The most significant cyberattack committed on an Irish state agency in the history.

In May 2021, a major ransomware attack forced the health care system of Ireland of its tracks. It was the most significant cyberattack committed on an Irish state agency in the history.

 

The Health Service Executive (HSE) is the publicly funded healthcare system in the Republic of Ireland and the cyberattack affected almost every part of its system, already worn down by more than one year of fighting the pandemic. Hospital appointments were highly affected and got cancelled across the whole country, including all outpatients and radiology services. In most cases, electronic systems and records were no longer accessible, instead the health care professionals had to rely on paper records, reporting BBC News.

 

Significant disruptment was detected in almost all hospital routines. The canceled appointments often referred to scans, diagnoses and other important checkups. Anne O Conner, Chief Operations Officer of the HSE, said in relation to the happening that some cancer and stroke services had been affected. The BBC interviewed some of the affected cancer patients, and one woman expressed following:

 

“I got a call at lunchtime and was told that my radiation wouldn’t be going ahead because of the cyber-attack.
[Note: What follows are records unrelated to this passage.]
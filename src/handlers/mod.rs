pub mod auth;
pub mod comments;
pub mod health;
pub mod posts;
pub mod users;
pub mod votes;

use crate::error::AppError;

pub async fn not_found() -> AppError {
    AppError::NotFound("Route not found".to_string())
}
For the space of time when my radiation was paused, there was huge worry”

 

The government refused paying the criminals

The Irish government received a ransom demand of $25m to be paid in order to restore the system, but prime minister Micheál Martin rapidly responded, “We are very clear, we will not be paying any ransom or engaging in any of that sort of stuff”, according to RTE News.

 

The cybercriminals first tried to wait for the government to change their mind but when nothing changed, the criminals offered the HSE a decryption tool for free meanwhile they still kept on threatening to publish the data, by going out on the dark web with following message, demanding the government to cooperate with them:

 

„But you should understand that we will sell or publish a lot of private data if you will not connect us and try to resolve the situation“

 

It is still unclear why the decryption tool was given but the Irish government said that the tool got the healthcare system back to normal sooner than the process would have been of rebuilding it up again from scratch, reporting BBC.

 

According to Irish Times, the group responsible for the attack was identified as Wizard Spider, using conti ransomware as their primary tool, and are believed to be operating from Saint Petersburg in Russia, according to The Irish Times.  The National Cyber Security Center reported that, the penetrating testing tool Cobalt Strike, was used to move through and infect HSE, and to run executable files and deploying the variant of ransomware that was used. Cobalt Strike allowed the systems to be controlled and the software to be deployed remotely.

 

A slow recovery

The ransom fee was never paid and even though a decryption tool was offered and used, the HSE still felt the direct and indirect effects of the attack even three months after its start. A section of HSE’s website remained devoted to give updates on services statuses due to the attack, and many emergency departments were still busy trying to recover. Radiology continued to be highly affected, x-ray appointments remained cancelled, and staff still did not manage to access to their own emails. First in September 2021, it was announced that all systems finally had recovered, according to BBC News.